Mon amie haussa les épaules.

—Non, conclut-elle, on ne haïrait pas l'amour qui est l'élément le plus exquis de la vie, mais on l'envisagerait peut-être avec moins d'exclusivité. On ne songerait plus autant à l'égoïsme qu'il crée et l'on se dirait qu'il est sage de ne le considérer que dans ses fins dernières—que dans la minute qu'il embellit, dans la pensée qu'il charme, dans la sensation qu'il procure. On le débarrasserait de toutes les fictions, de toutes les conventions, de toutes les inquiétudes dont on a l'habitude de le charger et l'on s'en irait avec lui, plus léger, sous le soleil et dans les fleurs. Il ne nous apparaîtrait plus qu'ainsi qu'un étincelant papillon dont l'élégance affinée et les chatoyantes couleurs seules séduiraient.

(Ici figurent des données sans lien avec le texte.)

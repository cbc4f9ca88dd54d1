//! MQTT transport: frame ingest loop and result publishing.
//!
//! Subscribes to the frame topic and drives the pipeline on a spawned
//! task per frame, so a slow durable append never backs up the broker
//! connection. Every processed frame publishes exactly one result.

use std::sync::atomic::{AtomicBool, Ordering};
use std::sync::Arc;
use std::time::Duration;

use chrono::Utc;
use rumqttc::{AsyncClient, Event, MqttOptions, Packet, QoS};
use tally_core::{AttendancePipeline, InboundFrame, OutboundResult};
use uuid::Uuid;

use crate::config::Config;
use crate::sink::SqliteEventSink;

const POLL_RETRY_DELAY: Duration = Duration::from_secs(3);

/// Shared connection state for the health endpoint.
#[derive(Default)]
pub struct TransportStatus {
    connected: AtomicBool,
}

impl TransportStatus {
    pub fn is_connected(&self) -> bool {
        self.connected.load(Ordering::SeqCst)
    }

    fn set(&self, up: bool) {
        self.connected.store(up, Ordering::SeqCst);
    }
}

/// Connect to the broker and spawn the ingest loop.
pub fn spawn(
    config: &Config,
    pipeline: Arc<AttendancePipeline<SqliteEventSink>>,
) -> Arc<TransportStatus> {
    let client_id = format!("tallyd-{}", Uuid::new_v4());
    let mut options = MqttOptions::new(&client_id, &config.mqtt_host, config.mqtt_port);
    options.set_keep_alive(Duration::from_secs(config.mqtt_keepalive_secs));
    if !config.mqtt_username.is_empty() {
        options.set_credentials(&config.mqtt_username, &config.mqtt_password);
    }

    let (client, mut event_loop) = AsyncClient::new(options, 100);
    let status = Arc::new(TransportStatus::default());

    let topic_frame = config.topic_frame.clone();
    let topic_result = config.topic_result.clone();
    let loop_status = status.clone();

    tokio::spawn(async move {
        tracing::info!(client_id = %client_id, "mqtt ingest loop started");
        loop {
            match event_loop.poll().await {
                Ok(Event::Incoming(Packet::ConnAck(_))) => {
                    loop_status.set(true);
                    tracing::info!(topic = %topic_frame, "connected to broker; subscribing");
                    // Subscribing on every ConnAck covers reconnects too
                    if let Err(err) = client.subscribe(&topic_frame, QoS::AtLeastOnce).await {
                        tracing::error!(error = %err, "frame topic subscribe failed");
                    }
                }
                Ok(Event::Incoming(Packet::Publish(publish))) => {
                    tracing::debug!(
                        topic = %publish.topic,
                        bytes = publish.payload.len(),
                        "frame received"
                    );
                    let frame = InboundFrame {
                        payload: publish.payload.clone(),
                        received_at: Utc::now(),
                        source: Some(publish.topic.clone()),
                    };
                    let pipeline = pipeline.clone();
                    let client = client.clone();
                    let topic_result = topic_result.clone();
                    tokio::spawn(async move {
                        let result = pipeline.process(frame).await;
                        publish_result(&client, &topic_result, &result).await;
                    });
                }
                Ok(Event::Incoming(Packet::Disconnect)) => {
                    loop_status.set(false);
                    tracing::warn!("broker disconnected; will reconnect");
                }
                Ok(_) => {}
                Err(err) => {
                    loop_status.set(false);
                    tracing::warn!(error = %err, "mqtt poll error; retrying");
                    tokio::time::sleep(POLL_RETRY_DELAY).await;
                }
            }
        }
    });

    status
}

async fn publish_result(client: &AsyncClient, topic: &str, result: &OutboundResult) {
    match serde_json::to_vec(result) {
        Ok(payload) => {
            if let Err(err) = client.publish(topic, QoS::AtLeastOnce, false, payload).await {
                tracing::error!(error = %err, "result publish failed");
            }
        }
        Err(err) => tracing::error!(error = %err, "result serialization failed"),
    }
}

—Gentil docteur, combien votre leçon?

—Un baiser.

Je payai bien volontiers, avec la monnaie exigée, le discours d'Yvonne. Son bavardage, exempt de tout pessimisme, m'avait rassurée sur moi-même et sur les autres.—Comme «les autres,» actuellement, pour moi, c'est M. de Nailes, je me refusai à discuter plus longtemps. Je mis mon amie à la porte et je m'habillai pour un dîner, chez les Johnson, où je devais la retrouver.


PSYCHOLOGIE DES CARESSES

Depuis le très subtil entretien que j'ai eu avec Yvonne sur les caresses, j'ai beaucoup réfléchi et il m'a paru curieux de rechercher non pas le plus ou le moins d'importance qui leur appartient, dans leur diversité, mais la nature propre à chacune d'elles, mais la sensation qu'elles procurent, selon qu'elles viennent de l'un ou de l'autre de nos sens.